● **EXERCISE DIRECTIONS**: All lines in the data bearing the string "registry" should be identified and copied.

Stored dataset items:

⟨

//! Fan-out of stream events to every connected subscriber.
//!
//! Each subscriber is a bounded channel drained by its own socket writer task, so the
//! channel is the single egress path for that subscriber. Events are serialized once per
//! broadcast and shared as `Arc<str>`. The hub also holds a close signal per subscriber
//! and fires it on eviction, so the socket that owns the channel can shut down.

use std::collections::BTreeMap;
use std::sync::atomic::{AtomicU64, Ordering};
use std::sync::Arc;

use chrono::Utc;
use contracts::StreamEvent;
use thiserror::Error;
use tokio::sync::{mpsc, oneshot, Mutex};
use tracing::{debug, warn};

pub type SubscriberId = u64;
pub type Frame = Arc<str>;

/// Per-subscriber buffer used by the socket route.
pub const SUBSCRIBER_BUFFER: usize = 256;

#[derive(Debug, Error)]
pub enum HubError {
    #[error("failed to encode {kind} event: {source}")]
    Encode {
        kind: &'static str,
        #[source]
        source: serde_json::Error,
    },
    #[error("subscriber channel closed before registration completed")]
    Closed,
}

#[derive(Debug, Clone, Copy, Default, PartialEq, Eq)]
pub struct BroadcastReport {
    pub delivered: usize,
    pub removed: usize,
}

/// Handle returned to the owner of a subscriber channel.
#[derive(Debug)]
pub struct Registration {
    pub id: SubscriberId,
    /// Resolves once the hub has dropped this subscriber, whether evicted or unregistered.
    pub closed: oneshot::Receiver<()>,
}

#[derive(Debug)]
struct Subscriber {
    tx: mpsc::Sender<Frame>,
    close: oneshot::Sender<()>,
}

#[derive(Debug, Default)]
struct HubInner {
    subscribers: Mutex<BTreeMap<SubscriberId, Subscriber>>,
    // Serializes delivery passes so one subscriber never sees two broadcasts interleaved.
    egress: Mutex<()>,
    next_id: AtomicU64,
}

#[derive(Debug, Clone, Default)]
pub struct BroadcastHub {
    inner: Arc<HubInner>,
}

impl BroadcastHub {
    pub fn new() -> Self {
        Self::default()
    }

    /// Adds a subscriber after queueing its connection acknowledgement.
    pub async fn register(&self, tx: mpsc::Sender<Frame>) -> Result<Registration, HubError> {
        let id = self.inner.next_id.fetch_add(1, Ordering::Relaxed) + 1;
        let ack = encode(&StreamEvent::connection(id, Utc::now()))?;
        let (close, closed) = oneshot::channel();

        let mut subscribers = self.inner.subscribers.lock().await;
        tx.try_send(ack).map_err(|_| HubError::Closed)?;
        subscribers.insert(id, Subscriber { tx, close });
        debug!(subscriber = id, active = subscribers.len(), "hub.subscriber_registered");
        Ok(Registration { id, closed })
    }

    pub async fn unregister(&self, id: SubscriberId) -> bool {
        let mut subscribers = self.inner.subscribers.lock().await;
        match subscribers.remove(&id) {
            Some(subscriber) => {
                let _ = subscriber.close.send(());
                debug!(subscriber = id, active = subscribers.len(), "hub.subscriber_unregistered");
                true
            }
            None => false,
        }
    }

    pub async fn subscriber_count(&self) -> usize {
        self.inner.subscribers.lock().await.len()
    }

    pub async fn broadcast(&self, event: &StreamEvent) -> Result<BroadcastReport, HubError> {
        let frame = encode(event)?;
        let _egress = self.inner.egress.lock().await;

        let snapshot: Vec<(SubscriberId, mpsc::Sender<Frame>)> = {
            let subscribers = self.inner.subscribers.lock().await;
            subscribers
                .iter()
                .map(|(id, subscriber)| (*id, subscriber.tx.clone()))
                .collect()
        };

        let mut report = BroadcastReport::default();
        let mut failed = Vec::new();
        for (id, tx) in snapshot {
            // A full buffer means the writer cannot keep up; treat it like a broken socket.
            match tx.try_send(Arc::clone(&frame)) {
                Ok(()) => report.delivered += 1,
                Err(err) => failed.push((id, err.to_string())),
            }
        }

        if !failed.is_empty() {
            let mut subscribers = self.inner.subscribers.lock().await;
            for (id, reason) in failed {
                if let Some(subscriber) = subscribers.remove(&id) {
                    // The owner may hold its own sender clone, so the channel alone never closes.
                    let _ = subscriber.close.send(());
                    report.removed += 1;
                    warn!(subscriber = id, kind = event.kind(), reason = %reason, "hub.subscriber_removed");
                }
            }
        }

        Ok(report)
    }
}

fn encode(event: &StreamEvent) -> Result<Frame, HubError> {
    serde_json::to_string(event)
        .map(Frame::from)
        .map_err(|source| HubError::Encode {
            kind: event.kind(),
            source,
        })
}
//! One density or metro tick end to end: step the engine, evaluate alerts, record history.
//!
//! The server producers and the headless CLI both drive the simulation through this type, so
//! what gets recorded per tick is defined once.

use chrono::{DateTime, Utc};
use contracts::{
    Alert, AlertPrediction, DensityField, DensityPoint, MetroPoint, MetroStationFlow, Thresholds,
    Trend, ZoneDensitySummary,
};
use thiserror::Error;

use crate::alerts::AlertEvaluator;
use crate::engine::{DensityTick, MetroTick, SimulationEngine};
use crate::history::{HistoryEntry, HistoryRecorder, SeriesKind};

#[derive(Debug, Error)]
pub enum MonitorError {
    #[error("density tick produced no field for primary zone {0}")]
    MissingZone(String),
}

/// Result of [`CrowdMonitor::density_tick`], already recorded in history.
#[derive(Debug, Clone)]
pub struct DensityOutcome {
    pub tick: DensityTick,
    /// Field of the registry's primary zone, the one the density series tracks.
    pub primary: DensityField,
    pub alerts: Vec<Alert>,
    pub trend: Trend,
    pub prediction: Option<AlertPrediction>,
}

#[derive(Debug, Clone)]
pub struct MetroOutcome {
    pub tick: MetroTick,
    /// Station paired with a monitored zone, when the network has one.
    pub paired: Option<MetroStationFlow>,
    pub alert: Option<Alert>,
    pub trend: Trend,
}

/// Engine plus everything derived from its ticks. Single writer, like the engine.
#[derive(Debug)]
pub struct CrowdMonitor {
    pub engine: SimulationEngine,
    pub history: HistoryRecorder,
    pub thresholds: Thresholds,
    pub latest_summary: Option<ZoneDensitySummary>,
    pub latest_metro: Option<MetroStationFlow>,
}

impl CrowdMonitor {
    pub fn new(engine: SimulationEngine, thresholds: Thresholds) -> Self {
        Self {
            engine,
            history: HistoryRecorder::new(),
            thresholds,
            latest_summary: None,
            latest_metro: None,
        }
    }

    /// `tick_secs` is the density interval, used to turn the predicted tick count into minutes.
    pub fn density_tick(
        &mut self,
        now: DateTime<Utc>,
        tick_secs: u64,
    ) -> Result<DensityOutcome, MonitorError> {
        let thresholds = self.thresholds;
        let tick = self.engine.step_density(&thresholds, now);
        let alerts = AlertEvaluator::new(self.engine.registry(), thresholds).evaluate(
            &tick.fields,
            self.latest_metro.as_ref(),
            now,
        );

        let primary_id = &self.engine.registry().primary_zone().id;
        let primary = tick
            .fields
            .get(primary_id)
            .cloned()
            .ok_or_else(|| MonitorError::MissingZone(primary_id.clone()))?;

        self.history
            .record(HistoryEntry::Density(DensityPoint::from_field(&primary, now)));
        for transition in &tick.transitions {
            self.history
                .record(HistoryEntry::PhaseTransition(transition.clone()));
        }
        for alert in &alerts {
            self.history.record(HistoryEntry::Alert(alert.clone()));
        }
        self.latest_summary = Some(tick.summary.clone());

        Ok(DensityOutcome {
            trend: self.history.trend(SeriesKind::Density),
            prediction: self.history.predict_next_alert(&thresholds, tick_secs),
            tick,
            primary,
            alerts,
        })
    }

    pub fn metro_tick(&mut self, hour: u32, now: DateTime<Utc>) -> MetroOutcome {
        let tick = self.engine.step_metro(hour, now);
        let paired = self
            .engine
            .registry()
            .pairing()
            .and_then(|pairing| tick.station(&pairing.station_id))
            .cloned();

        let mut alert = None;
        if let Some(flow) = &paired {
            self.history.record(HistoryEntry::Metro(MetroPoint::from(flow)));
            alert = AlertEvaluator::new(self.engine.registry(), self.thresholds)
                .evaluate_metro(flow, now);
            if let Some(alert) = &alert {
                self.history.record(HistoryEntry::Alert(alert.clone()));
            }
            self.latest_metro = Some(flow.clone());
        }

        MetroOutcome {
            trend: self.history.trend(SeriesKind::Metro),
            tick,
            paired,
            alert,
        }
    }
}

#[cfg(test)]
mod tests {
    use super::*;
    use chrono::Duration;

    #[test]
    fn density_tick_records_primary_zone_transitions_and_alerts() {
        let mut monitor = CrowdMonitor::new(SimulationEngine::bengaluru(11), Thresholds::default());
        let start = Utc::now();
        let mut alerts = 0;
        let mut transitions = 0;
        for n in 0..40 {
            let outcome = monitor
                .density_tick(start + Duration::seconds(30 * n), 30)
                .expect("primary zone present");
            assert_eq!(outcome.primary.zone_id, "stadium");
            alerts += outcome.alerts.len();
            transitions += outcome.tick.transitions.len();
        }

        let counts = monitor.history.counts();
        assert_eq!(counts.density_points, 40);
        assert_eq!(counts.total_alerts, alerts.min(crate::history::ALERT_CAPACITY));
        assert_eq!(
            counts.total_phase_transitions,
            transitions.min(crate::history::TRANSITION_CAPACITY)
        );
        assert!(monitor.latest_summary.is_some());
    }

    #[test]
    fn metro_tick_keeps_paired_station_for_combined_alert() {
        let mut monitor = CrowdMonitor::new(SimulationEngine::bengaluru(5), Thresholds::default());
        let outcome = monitor.metro_tick(18, Utc::now());

        let paired = outcome.paired.expect("stadium is paired with a station");
        assert_eq!(paired.station_id, "mg_road");
        assert_eq!(monitor.latest_metro.as_ref(), Some(&paired));
        assert_eq!(monitor.history.metro().len(), 1);
        assert_eq!(outcome.trend, Trend::Stable);
    }
}
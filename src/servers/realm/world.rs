use std::sync::Arc;
use std::time::Duration;

use super::RealmState;
use crate::database::AccountStore;
use crate::game::entity::Entity;
use crate::game::update::{pack_update, UpdatePacket};
use crate::session::{SessionError, SessionManager, SessionStage};

/// Pushes pending field changes every `update_interval_ms` until the task is
/// dropped.
pub async fn run_world_updates<S: AccountStore>(state: Arc<RealmState<S>>) {
    let period = Duration::from_millis(state.config.update_interval_ms.max(1));
    let mut ticker = tokio::time::interval(period);
    ticker.set_missed_tick_behavior(tokio::time::MissedTickBehavior::Delay);
    tracing::info!("[realm] [world_loop] interval_ms={}", period.as_millis());

    loop {
        ticker.tick().await;
        push_dirty_values(&state.sessions, state.config.compress_threshold).await;
    }
}

/// Sends one values block to every bound player with dirty fields. Returns
/// how many sessions were sent an update.
///
/// Never waits on a single session: a session whose lock is held or whose
/// queue is full keeps its dirty mask and is retried on the next tick.
pub async fn push_dirty_values(sessions: &SessionManager, compress_threshold: usize) -> usize {
    let mut pushed = 0;
    for session in sessions.snapshot().await {
        let Ok(mut s) = session.try_lock() else {
            continue;
        };
        if !s.is_ready(SessionStage::CharacterBound) {
            continue;
        }
        let Some(block) = s.entity.as_ref().filter(|e| e.is_dirty()).map(Entity::values_block) else {
            continue;
        };

        let packed = UpdatePacket::new(vec![block])
            .encode()
            .and_then(|payload| pack_update(payload, compress_threshold));
        let (opcode, payload) = match packed {
            Ok(p) => p,
            Err(e) => {
                tracing::warn!("[realm] [push_encode_failed] session={} err={}", s.id, e);
                continue;
            }
        };

        match s.try_send(opcode, payload) {
            Ok(()) => {
                if let Some(entity) = s.entity.as_mut() {
                    entity.clear_dirty();
                }
                pushed += 1;
            }
            Err(SessionError::QueueFull(_)) => {
                tracing::debug!("[realm] [push_deferred] session={} queue full", s.id)
            }
            Err(e) => tracing::debug!("[realm] [push_dropped] session={} err={}", s.id, e),
        }
    }
    pushed
}

#[cfg(test)]
mod tests {
    use super::*;
    use crate::game::fields::{TypeId, UNIT_FIELD_HEALTH};
    use crate::game::update::{UpdateBlock, SMSG_UPDATE_OBJECT};
    use crate::network::packet::Frame;
    use crate::session::{Outbound, Session};
    use tokio::sync::{mpsc, Mutex};

    async fn bound_session(
        manager: &SessionManager,
        id: u32,
        entity: Option<Entity>,
        queue: usize,
    ) -> (Arc<Mutex<Session>>, mpsc::Receiver<Outbound>) {
        let (tx, rx) = mpsc::channel(queue);
        let mut s = Session::new(id, "127.0.0.1:1".parse().unwrap(), tx);
        s.advance(SessionStage::ChallengeIssued).unwrap();
        s.advance(SessionStage::ProofVerified).unwrap();
        if entity.is_some() {
            s.advance(SessionStage::CharacterBound).unwrap();
        }
        s.entity = entity;
        (manager.insert(s).await.unwrap(), rx)
    }

    fn dirty_player(guid: u64, health: u32) -> Entity {
        let mut e = Entity::new(guid, TypeId::Player);
        e.clear_dirty();
        e.set_u32(UNIT_FIELD_HEALTH, health).unwrap();
        e
    }

    fn pushed_health(item: Option<Outbound>) -> Option<(u64, u32)> {
        let Some(Outbound::Frame(f)) = item else {
            return None;
        };
        assert_eq!(f.opcode, SMSG_UPDATE_OBJECT);
        let packet = UpdatePacket::decode(&f.payload, |_| Some(TypeId::Player)).unwrap();
        match &packet.blocks[..] {
            [UpdateBlock::Values { guid, fields }] => Some((*guid, fields.get(UNIT_FIELD_HEALTH)?)),
            _ => None,
        }
    }

    #[tokio::test]
    async fn test_push_only_dirty_bound_players() {
        let manager = SessionManager::new();

        let (_, mut rx_dirty) = bound_session(&manager, 1, Some(dirty_player(10, 55)), 8).await;

        let mut clean = Entity::new(11, TypeId::Player);
        clean.clear_dirty();
        let (_, mut rx_clean) = bound_session(&manager, 2, Some(clean), 8).await;

        let (_, mut rx_unbound) = bound_session(&manager, 3, None, 8).await;

        assert_eq!(push_dirty_values(&manager, 1000).await, 1);
        assert_eq!(pushed_health(rx_dirty.try_recv().ok()), Some((10, 55)));
        assert!(rx_clean.try_recv().is_err());
        assert!(rx_unbound.try_recv().is_err());

        // dirty mask was cleared by the first push
        assert_eq!(push_dirty_values(&manager, 1000).await, 0);
    }

    #[tokio::test]
    async fn test_stalled_session_does_not_block_others() {
        let manager = SessionManager::new();

        // queue of one, already full and never drained
        let (stalled, _rx_stalled) = bound_session(&manager, 1, Some(dirty_player(10, 5)), 1).await;
        stalled
            .lock()
            .await
            .push(Outbound::Frame(Frame { opcode: 0x1DD, payload: vec![] }))
            .await
            .unwrap();
        let (_, mut rx_healthy) = bound_session(&manager, 2, Some(dirty_player(20, 7)), 8).await;

        let pushed = tokio::time::timeout(Duration::from_secs(2), push_dirty_values(&manager, 1000))
            .await
            .expect("push must not wait on a full queue");
        assert_eq!(pushed, 1);
        assert_eq!(pushed_health(rx_healthy.try_recv().ok()), Some((20, 7)));

        // the deferred change is still pending for a later tick
        let s = stalled.lock().await;
        assert!(s.entity.as_ref().unwrap().is_dirty());
    }

    #[tokio::test]
    async fn test_locked_session_skipped_and_kept_dirty() {
        let manager = SessionManager::new();
        let (busy, mut rx_busy) = bound_session(&manager, 1, Some(dirty_player(10, 5)), 8).await;
        let (_, mut rx_other) = bound_session(&manager, 2, Some(dirty_player(20, 7)), 8).await;

        let guard = busy.lock().await;
        let pushed = tokio::time::timeout(Duration::from_secs(2), push_dirty_values(&manager, 1000))
            .await
            .expect("push must not wait on a held session lock");
        assert_eq!(pushed, 1);
        assert_eq!(pushed_health(rx_other.try_recv().ok()), Some((20, 7)));
        drop(guard);

        assert_eq!(push_dirty_values(&manager, 1000).await, 1);
        assert_eq!(pushed_health(rx_busy.try_recv().ok()), Some((10, 5)));
    }
}
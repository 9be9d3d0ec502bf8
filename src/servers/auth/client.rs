use std::sync::Arc;

use tokio::io::AsyncWriteExt;
use tokio::net::TcpStream;

use super::packet::{
    build_challenge_ok, build_proof_ok, build_realm_list, build_reject, read_message,
    AuthMessage, ChallengeRequest, ProofRequest, CMD_AUTH_LOGON_CHALLENGE, CMD_AUTH_LOGON_PROOF,
};
use super::srp::{Exchange, ProofOutcome};
use super::{AuthResult, AuthState};
use crate::config::ClientVersion;
use crate::database::AccountStore;
use crate::session::SessionStage;

/// Outcome of a logon challenge. A rejection carries no key material.
#[derive(Debug)]
pub enum ChallengeOutcome {
    Issued(Exchange),
    Rejected(AuthResult),
}

/// Version gate, then account lookup. The server ephemeral is only
/// generated for an existing, unbanned account.
pub async fn begin_challenge<S: AccountStore>(
    store: &S,
    supported: &[ClientVersion],
    req: &ChallengeRequest,
) -> ChallengeOutcome {
    if !supported.contains(&req.version) {
        return ChallengeOutcome::Rejected(AuthResult::VersionInvalid);
    }

    let account = match store.find_account(&req.username).await {
        Ok(Some(a)) => a,
        Ok(None) => return ChallengeOutcome::Rejected(AuthResult::UnknownAccount),
        Err(e) => {
            tracing::warn!("[auth] [store_error] user={} err={}", req.username, e);
            return ChallengeOutcome::Rejected(AuthResult::DbBusy);
        }
    };

    if account.is_banned() {
        return ChallengeOutcome::Rejected(AuthResult::Banned);
    }

    ChallengeOutcome::Issued(Exchange::new(&account.username, account.salt, &account.verifier))
}

/// Verifies the proof against `exchange`, consuming it, and persists the
/// session key on success.
pub async fn finish_proof<S: AccountStore>(
    store: &S,
    exchange: Exchange,
    req: &ProofRequest,
) -> ProofOutcome {
    let username = exchange.username().to_string();
    let outcome = exchange.verify(&req.a_pub, &req.m1);

    if let ProofOutcome::Authenticated { session_key, .. } = &outcome {
        if let Err(e) = store.set_session_key(&username, session_key).await {
            tracing::warn!("[auth] [store_error] user={} err={}", username, e);
            return ProofOutcome::Rejected(AuthResult::DbBusy);
        }
    }
    outcome
}

async fn realm_list<S: AccountStore>(store: &S, username: &str) -> Vec<u8> {
    let realms = match store.realms().await {
        Ok(r) => r,
        Err(e) => {
            tracing::warn!("[auth] [store_error] user={} err={}", username, e);
            Vec::new()
        }
    };

    let mut entries = Vec::with_capacity(realms.len());
    for realm in realms {
        let count = store
            .character_count(realm.id, username)
            .await
            .unwrap_or_else(|e| {
                tracing::warn!("[auth] [store_error] user={} realm={} err={}", username, realm.id, e);
                0
            });
        entries.push((realm, count));
    }
    build_realm_list(&entries)
}

pub async fn handle_client<S: AccountStore>(state: Arc<AuthState<S>>, mut stream: TcpStream, conn_id: u32) {
    let mut stage = SessionStage::Unauthenticated;
    let mut exchange: Option<Exchange> = None;
    let mut account: Option<String> = None;

    loop {
        let msg = match read_message(&mut stream).await {
            Ok(Some(m)) => m,
            Ok(None) => return,
            Err(e) => {
                tracing::warn!("[auth] [protocol_error] conn={} err={}", conn_id, e);
                return;
            }
        };

        let reply = match msg {
            AuthMessage::Challenge(req) => {
                tracing::debug!("[auth] [packet_in] conn={} cmd=00", conn_id);
                if stage != SessionStage::Unauthenticated {
                    tracing::warn!("[auth] [out_of_order] conn={} cmd=00 stage={:?}", conn_id, stage);
                    let reject = build_reject(CMD_AUTH_LOGON_CHALLENGE, AuthResult::Failed);
                    if let Err(e) = stream.write_all(&reject).await {
                        tracing::debug!("[auth] [write_error] conn={} err={}", conn_id, e);
                    }
                    return;
                }
                match begin_challenge(state.store.as_ref(), &state.config.supported_versions, &req).await {
                    ChallengeOutcome::Issued(ex) => {
                        tracing::info!(
                            "[auth] [challenge] conn={} user={} version={} build={}",
                            conn_id, ex.username(), req.version, req.build
                        );
                        let reply = build_challenge_ok(&ex.challenge());
                        exchange = Some(ex);
                        stage = SessionStage::ChallengeIssued;
                        reply
                    }
                    ChallengeOutcome::Rejected(result) => {
                        tracing::info!(
                            "[auth] [challenge_rejected] conn={} user={} version={} result={:?}",
                            conn_id, req.username, req.version, result
                        );
                        build_reject(CMD_AUTH_LOGON_CHALLENGE, result)
                    }
                }
            }
            AuthMessage::Proof(req) => {
                tracing::debug!("[auth] [packet_in] conn={} cmd=01", conn_id);
                match exchange.take() {
                    None => {
                        tracing::warn!("[auth] [proof_without_challenge] conn={}", conn_id);
                        build_reject(CMD_AUTH_LOGON_PROOF, AuthResult::UnknownAccount)
                    }
                    Some(ex) => {
                        let username = ex.username().to_string();
                        match finish_proof(state.store.as_ref(), ex, &req).await {
                            ProofOutcome::Authenticated { server_proof, .. } => {
                                tracing::info!("[auth] [authenticated] conn={} user={}", conn_id, username);
                                stage = SessionStage::ProofVerified;
                                account = Some(username);
                                build_proof_ok(&server_proof)
                            }
                            ProofOutcome::Rejected(result) => {
                                tracing::info!(
                                    "[auth] [proof_rejected] conn={} user={} result={:?}",
                                    conn_id, username, result
                                );
                                build_reject(CMD_AUTH_LOGON_PROOF, result)
                            }
                        }
                    }
                }
            }
            AuthMessage::RealmList => {
                tracing::debug!("[auth] [packet_in] conn={} cmd=10", conn_id);
                match (&account, stage >= SessionStage::ProofVerified) {
                    (Some(name), true) => realm_list(state.store.as_ref(), name).await,
                    _ => {
                        tracing::warn!("[auth] [out_of_order] conn={} cmd=10 stage={:?}", conn_id, stage);
                        return;
                    }
                }
            }
        };

        if let Err(e) = stream.write_all(&reply).await {
            tracing::debug!("[auth] [write_error] conn={} err={}", conn_id, e);
            return;
        }
    }
}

⟩

● **TASK RESULT**:
    /// Field of the registry's primary zone, the one the density series tracks.
        let alerts = AlertEvaluator::new(self.engine.registry(), thresholds).evaluate(
        let primary_id = &self.engine.registry().primary_zone().id;
            .registry()
            alert = AlertEvaluator::new(self.engine.registry(), self.thresholds)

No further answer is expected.